Sebagai penduduk Kabupaten Tanah Datar, saya sudah tidak asing dengan Pariangan. Pertama kali menginjakkan kaki di desa ini adalah ketika mengikuti acara Kemah Bakti Siswa (KBS) jaman SMA. Berikutnya Abang sulung mempererat hubungan kami dengan negeri sejuk ini lewat pernikahannya dengan gadis asli Nagari Pariangan yang jago mengaji. Sejak saat itu intensitas kunjungan saya ke Pariangan mulai meningkat. Tidak hanya berkunjung untuk bersilaturahmi, saya dan adik-adik juga sering kali datang untuk sekedar jalan-jalan. Berhubung profesi saya adalah pramuwisata, saya sempat beberapa kali berkunjung ke Paringan untuk memandu tamu-tamu saya dari Istana Pagaruyung.

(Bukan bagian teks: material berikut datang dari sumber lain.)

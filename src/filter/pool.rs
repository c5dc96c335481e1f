//! Reusable buffer storage for high-frequency batch turnover.
//!
//! The dispatcher cycles through one `Vec<String>` per batch and each worker
//! through one keep-list per batch; at the default chunk length that is
//! thousands of allocations per gigabyte of input. A small free list lets the
//! same backing storage circulate instead.
//!
//! Ownership rule: a buffer handed out by [`BufferPool::acquire`] belongs to
//! exactly one task until it is passed back through [`BufferPool::release`].

use std::sync::{Arc, Mutex};

/// Shared free list of `Vec<String>` buffers.
///
/// Cloning the pool clones the handle, not the buffers; all clones drain and
/// refill the same free list.
#[derive(Debug, Clone)]
pub struct BufferPool {
    free: Arc<Mutex<Vec<Vec<String>>>>,
    capacity: usize,
}

impl BufferPool {
    /// Create a pool whose buffers are pre-allocated to `capacity` elements.
    pub fn new(capacity: usize) -> Self {
        BufferPool {
            free: Arc::new(Mutex::new(Vec::new())),
            capacity,
        }
    }

    /// Hand out an empty buffer, reusing backing storage when available.
    pub fn acquire(&self) -> Vec<String> {
        let recycled = self.free.lock().expect("buffer pool lock poisoned").pop();
        match recycled {
            Some(buf) => buf,
            None => Vec::with_capacity(self.capacity),
        }
    }

    /// Return a buffer for reuse. Its contents are cleared here so the next
    /// `acquire` starts from length zero with capacity intact.
    pub fn release(&self, mut buf: Vec<String>) {
        buf.clear();
        self.free
            .lock()
            .expect("buffer pool lock poisoned")
            .push(buf);
    }

    #[cfg(test)]
    fn idle_buffers(&self) -> usize {
        self.free.lock().unwrap().len()
    }
}
//! idseek: concurrent extractor for UniProtKB ID-mapping files
//!
//! # Overview
//!
//! The UniProtKB `idmapping.dat.gz` (multi-gigabyte, free-form) and
//! `idmapping_selected.tab.gz` (fixed-column) files are cumbersome to query
//! for a handful of accessions. idseek streams either file once,
//! decompressing on the fly and fanning the filtering work out across a
//! bounded pool of worker threads, then writes the matching rows as a small
//! CSV.
//!
//! ## Quick Start
//!
//! ```no_run
//! use idseek::filter::{run_filter, FilterConfig, MembershipSet, SelectedFilter};
//! use idseek::formats::MappingFormat;
//! use idseek::io::{read_accessions, write_csv_file};
//!
//! # fn main() -> idseek::Result<()> {
//! let accessions = read_accessions("best_hits.csv")?;
//! let fields = vec!["RefSeq".to_string(), "GO".to_string()];
//!
//! let format = MappingFormat::try_from_path("idmapping_selected.tab.gz")?;
//! format.validate_id_types(&fields)?;
//!
//! let filter = SelectedFilter::new(&fields, MembershipSet::new(accessions))?;
//! let matches = run_filter("idmapping_selected.tab.gz", filter, &FilterConfig::default())?;
//!
//! write_csv_file("out.csv", &format.csv_header(&fields), &matches)?;
//! # Ok(())
//! # }
//! ```
//!
//! ## Module Organization
//!
//! - [`filter`]: the concurrent streaming filter engine (dispatcher, worker
//!   pool, buffer pools, result aggregation, early stop)
//! - [`formats`]: the two UniProt mapping layouts and their field tables
//! - [`io`]: decompressing line source, accession CSV reader, CSV writer
//!
//! ## Early stop
//!
//! The engine stops reading once it has recorded one match per accession
//! (fixed-column) or two per accession (free-form). That multiplicity is a
//! heuristic about typical UniProt data, documented on
//! [`filter::EarlyStop`]; runs where some accessions never match scan the
//! whole file.

#![warn(missing_docs)]
#![warn(rustdoc::missing_crate_level_docs)]

pub mod error;
pub mod filter;
pub mod formats;
pub mod io;

// Re-export commonly used types
pub use error::{IdseekError, Result};
pub use filter::{run_filter, DatFilter, FilterConfig, MembershipSet, SelectedFilter};
pub use formats::MappingFormat;

/// Library version
pub const VERSION: &str = env!("CARGO_PKG_VERSION");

Bagaimana cara menikmati dan meresapi keindahan Pariangan? Cara terbaik menurut saya adalah membaur bersama masyarakatnya. Jika datang ke Pariangan dan hanya menjadi turis yang datang untuk melancong saya rasa keindahan Pariangan yang anda dapatkan belumlah sempurna. Masyarakat Pariangan menurut saya adalah masyarakat yang ramah dan terbuka. Luangkan waktu untuk berbincang dengan mereka, saling bertukar cerita, dan niscaya kamu akan merasakan pengalaman berwisata terbaik di Ranah Minang. Selain itu, Pariangan memiliki banyak daya tarik wisata yang tidak akan cukup kamu nikmati satu atau dua jam saja. Nah, hal ini lah yang kemudian membuat saya dan tiga orang lainnya (Merry, Kherza dan Kuntum ) memutuskan untuk melakukan one day trip di Pariangan. Kami menjelajah semua objek wisatanya dan mendokumentasikannya satu persatu. Walau pada akhirnya kami gagal mengunjungi kesemua objek wisata akibat hujan deras mengguyur selepas Dzuhur, toh hal itu tidak membuat kami down. Kami pasti kembali lagi, itu adalah sebuah janji.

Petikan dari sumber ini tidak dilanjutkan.